Mieszkaniec ulicy 8 Marca nie może powściągnąć emocji, kiedy pytam o zmianę jej nazwy. – To człowieka denerwuje. Po co, komu to jest potrzebne? Co i komu 8 marca złego zrobił? – pyta oburzony. Po chwili dodaje: – Czytałem, że coś wojewoda mówił, że wojska radzieckie wtedy wkroczyły i stąd podobno ta nazwa. Ale tu, na miejscu, nikt nie kojarzy tego inaczej niż z Dniem Kobiet. Nie znam osoby, która nazwę tej ulicy kojarzyłaby z wojskami radzieckimi – zaznacza.

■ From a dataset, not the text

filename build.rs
fn main() {
    built::write_built_file().expect("Failed to acquire build-time information");
}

– Ludzie się denerwują, bo to bezsensowna zmiana. Poza tym na tej ulicy rodzą się same dziewczyny. W 99 procentach – rzuca z dumą mieszkaniec Kędzierzyna. Na razie nic nie jest przesądzone, bo wojewoda nazwy ulicy zmieniać nie nakazał. Ale już pewne jest, że jeśli to zrobi, to mieszkańcy wyjdą na ulicę, by protestować. – Póki co mieszkańcy są mocno zaniepokojeni, że ktoś w ogóle czepia się zmiany nazwy – tłumaczy Scheller. – Niedawno wojewoda upierał się, że ulica Pionierów powinna zostać zmieniona. Takie wypowiedzi – moim zdaniem – ośmieszają cały proces dekomunizacji. Nadgorliwość granicząca ze śmiesznością. Myślę, że to wstyd dla wojewody i jego urzędników, że w ogóle tą sprawą się zajmują – podsumowuje Michał Nowak, radny PO z Kędzierzyna-Koźla.
Reklama.
Urzędniczka z Urzędu Miasta w Kędzierzynie-Koźlu
"Zawiadomienie o wszczęciu z urzędu postępowania w celu wydania zarządzenia zastępczego. Przyczyną wszczęcia niniejszego postępowania jest podjęcie przez gminę Kędzierzyn-Koźle w ustawowym terminie działań, o którym mowa w artykule 6. ustawy o zakazie propagowania komunizmu" – takie było uzasadnienie wojewody.
Robert Gucman
dziennikarz i historyk
Konotacje historyczne mogą mieć różny kontekst, zwłaszcza jeśli chodzi o "historyczne daty". 22 lipca kojarzy się jednoznacznie źle. Chciałbym jednak przypomnieć, że to właśnie tego dnia, 1807 r., Napoleon nadał konstytucję Księstwu Warszawskiemu. Podobnie rzecz ma się z 8 marca. Rozumiem, że wojewodzie może źle się kojarzyć ten wstrętny, komunistyczny Dzień Kobiet, ale co mu zrobili studenci... To właśnie tego dnia rozpoczęły się protesty, które przeszły do historii jako Marzec 68.